■ **To do**
What lines below include the string "match"? Pick them out and copy them.

(Source data)
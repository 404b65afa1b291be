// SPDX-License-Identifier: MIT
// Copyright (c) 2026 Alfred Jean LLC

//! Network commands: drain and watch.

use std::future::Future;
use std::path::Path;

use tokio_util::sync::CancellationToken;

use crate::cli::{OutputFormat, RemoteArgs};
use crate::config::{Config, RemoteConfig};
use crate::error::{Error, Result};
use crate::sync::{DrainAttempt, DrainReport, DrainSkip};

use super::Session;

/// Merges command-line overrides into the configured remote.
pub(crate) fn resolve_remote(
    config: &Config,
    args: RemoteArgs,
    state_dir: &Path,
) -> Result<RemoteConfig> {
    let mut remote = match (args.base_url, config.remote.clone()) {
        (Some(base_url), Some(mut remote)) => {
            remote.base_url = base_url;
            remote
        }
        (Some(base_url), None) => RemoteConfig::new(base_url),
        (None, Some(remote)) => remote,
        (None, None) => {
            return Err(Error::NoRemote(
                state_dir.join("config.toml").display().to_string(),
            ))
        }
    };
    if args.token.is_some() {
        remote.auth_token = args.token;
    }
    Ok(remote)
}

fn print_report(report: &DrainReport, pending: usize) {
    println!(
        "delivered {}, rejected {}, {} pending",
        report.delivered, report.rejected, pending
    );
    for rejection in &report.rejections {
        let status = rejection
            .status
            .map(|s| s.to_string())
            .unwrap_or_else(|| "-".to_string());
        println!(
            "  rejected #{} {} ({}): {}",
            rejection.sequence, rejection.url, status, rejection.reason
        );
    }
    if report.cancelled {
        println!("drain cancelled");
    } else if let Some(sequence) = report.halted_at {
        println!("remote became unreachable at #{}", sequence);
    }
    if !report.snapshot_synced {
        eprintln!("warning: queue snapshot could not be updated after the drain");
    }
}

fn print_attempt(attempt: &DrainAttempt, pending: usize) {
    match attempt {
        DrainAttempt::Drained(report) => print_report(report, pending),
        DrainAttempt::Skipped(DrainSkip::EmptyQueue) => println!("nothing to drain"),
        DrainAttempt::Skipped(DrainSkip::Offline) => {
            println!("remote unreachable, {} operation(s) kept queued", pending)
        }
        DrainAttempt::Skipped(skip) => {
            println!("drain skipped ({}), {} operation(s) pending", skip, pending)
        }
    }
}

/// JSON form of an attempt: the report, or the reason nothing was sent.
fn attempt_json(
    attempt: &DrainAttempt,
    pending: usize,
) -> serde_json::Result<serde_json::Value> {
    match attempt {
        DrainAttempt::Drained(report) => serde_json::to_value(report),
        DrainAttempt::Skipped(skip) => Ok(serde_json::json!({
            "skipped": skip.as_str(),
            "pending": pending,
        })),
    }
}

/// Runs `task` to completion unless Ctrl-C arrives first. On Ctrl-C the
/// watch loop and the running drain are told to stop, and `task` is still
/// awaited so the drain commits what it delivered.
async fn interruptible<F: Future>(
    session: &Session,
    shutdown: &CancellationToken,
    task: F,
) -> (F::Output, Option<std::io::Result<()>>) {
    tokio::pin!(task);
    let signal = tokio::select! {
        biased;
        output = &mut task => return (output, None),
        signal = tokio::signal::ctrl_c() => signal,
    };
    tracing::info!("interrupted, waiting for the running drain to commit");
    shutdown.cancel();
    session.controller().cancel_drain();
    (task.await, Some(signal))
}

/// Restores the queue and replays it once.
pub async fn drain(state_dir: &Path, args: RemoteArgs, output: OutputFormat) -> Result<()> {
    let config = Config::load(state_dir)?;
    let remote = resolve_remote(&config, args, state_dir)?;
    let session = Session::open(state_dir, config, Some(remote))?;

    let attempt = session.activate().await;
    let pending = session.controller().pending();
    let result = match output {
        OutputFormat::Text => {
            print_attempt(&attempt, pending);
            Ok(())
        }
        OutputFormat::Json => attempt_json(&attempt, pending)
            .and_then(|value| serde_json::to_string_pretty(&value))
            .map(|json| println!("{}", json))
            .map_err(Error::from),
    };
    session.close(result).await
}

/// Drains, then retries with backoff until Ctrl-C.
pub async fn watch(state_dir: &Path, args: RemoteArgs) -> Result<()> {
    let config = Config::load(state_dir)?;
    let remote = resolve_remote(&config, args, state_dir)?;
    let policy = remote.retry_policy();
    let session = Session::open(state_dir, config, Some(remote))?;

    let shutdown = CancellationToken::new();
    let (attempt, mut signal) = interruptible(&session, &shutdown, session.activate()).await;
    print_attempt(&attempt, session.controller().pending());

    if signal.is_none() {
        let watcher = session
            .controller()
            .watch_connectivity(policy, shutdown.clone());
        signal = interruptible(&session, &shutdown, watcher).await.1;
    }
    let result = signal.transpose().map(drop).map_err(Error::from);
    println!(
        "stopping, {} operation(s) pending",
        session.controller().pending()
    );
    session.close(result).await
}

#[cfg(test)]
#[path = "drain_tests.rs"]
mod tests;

■ **Result**
    let mut remote = match (args.base_url, config.remote.clone()) {
    match attempt {
    match attempt {
    let result = match output {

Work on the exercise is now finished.